La Milliat era appagata dalla riuscita della manifestazione: «Le persone sono interessate allo sport femminile», dichiarò «non è già di per sé un successo?». Infatti, negli anni successivi, continuò a battersi contro il Comitato Olimpico Internazionale per vedere riconosciuta la presenza femminile nello sport.

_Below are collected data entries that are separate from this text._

//! Nexus Stock: a local-first inventory, invoicing and cash register service.
//!
//! Everything is written to a local SQLite store first. Each mutation also
//! appends to an outbox that a background task replays against an optional
//! remote store whenever it is reachable.

use anyhow::Context;
use std::sync::Arc;
use tokio_util::sync::CancellationToken;
use tracing::{info, warn};

pub mod api;
pub mod auth;
pub mod cash;
pub mod categories;
pub mod config;
pub mod dashboard;
pub mod db;
pub mod entities;
pub mod error;
pub mod http;
pub mod invoices;
pub mod logging;
pub mod models;
pub mod pos;
pub mod products;
pub mod sync;
pub mod validation;

use config::Config;

/// Load configuration, open the store, start the sync loop and serve the
/// API until Ctrl-C.
pub async fn run() -> anyhow::Result<()> {
    let config = Config::load()?;
    let _log_guard = logging::init(&config.logging.log_dir, config.logging.retention_days)?;

    info!("Starting Nexus Stock v{}", env!("CARGO_PKG_VERSION"));

    let db = Arc::new(
        db::init(&config.storage.data_dir)
            .with_context(|| format!("cannot open store in {}", config.storage.data_dir.display()))?,
    );
    auth::ensure_admin(&db, &config.admin)?;
    sync::purge_synced(&db, config.sync.retention_days)?;

    let remote = config.sync.remote_target();
    match &remote {
        Some(target) => info!(remote = %target.base_url, "Remote store configured"),
        None => info!("No remote store configured; changes stay queued locally"),
    }
    let sync_state = Arc::new(sync::SyncState::new(remote, config.sync.batch_size));

    let cancel = CancellationToken::new();
    let sync_task = sync::start_sync_loop(
        Arc::clone(&db),
        Arc::clone(&sync_state),
        config.sync.interval(),
        cancel.clone(),
    );

    let auth_state = auth::AuthState::with_api_keys(config.server.api_keys.clone());
    let state = http::AppState::new(db, sync_state, Arc::new(auth_state));
    let router = http::create_router(state, config.server.body_limit);

    let listener = tokio::net::TcpListener::bind(&config.server.bind)
        .await
        .with_context(|| format!("cannot bind {}", config.server.bind))?;
    info!(addr = %listener.local_addr()?, "HTTP API listening");

    axum::serve(listener, router)
        .with_graceful_shutdown(shutdown_signal())
        .await?;

    cancel.cancel();
    if let Err(e) = sync_task.await {
        warn!(error = %e, "Sync loop ended abnormally");
    }
    info!("Nexus Stock stopped");
    Ok(())
}

async fn shutdown_signal() {
    if let Err(e) = tokio::signal::ctrl_c().await {
        warn!(error = %e, "Cannot listen for Ctrl-C; shutting down");
        return;
    }
    info!("Shutdown requested");
}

L’osso più duro era l’atletica; solo nel 1928 alle donne fu concesso di gareggiare in cinque gare di atletica leggera alle Olimpiadi di Amsterdam, dove si assistette al trionfo dell’americana.
Alice Milliat era una donna di forte personalità e cultura, come si può rilevare dalle testimonianze dell’epoca, ma la sua franchezza e l’innovatività dei temi trattati la portarono a farsi numerosi nemici nella società, primo tra tutti il barone De Coubertin, il quale approvava l’esercizio sportivo femminile solamente se praticato per ragioni di salute, e se svolto nei margini di ambienti strettamente privati.
Alice Milliat morì nel 1957, nel più completo anonimato, fino all’ultimo fedele alla sua causa e all’emancipazione femminile.

UNA STRANA STORIA

Carlo Airoldi era semplicemente uno sportivo appassionato, maratoneta e podista che aveva vinto solo qualche gara di paese, ma con grande passione. Figlio di contadini, lavorava in una fabbrica di cioccolato. La sua storia è nota nonostante Airoldi non sia riuscito a portare a casa nemmeno una medaglia. Vincere o perdere non ha inciso assolutamente sull’impresa che Carlo ha portato a termine. Qui si va ben oltre.

A poco più di un mese dall’inizio delle Olimpiadi di Atene del 1896, Carlo, non potendosi permettere i soldi per affrontare le spese del viaggio, decise di partire per la Grecia a piedi, sfidando qualsiasi corridore e qualsiasi cavallo, con la certezza di essere il migliore e non avere rivali.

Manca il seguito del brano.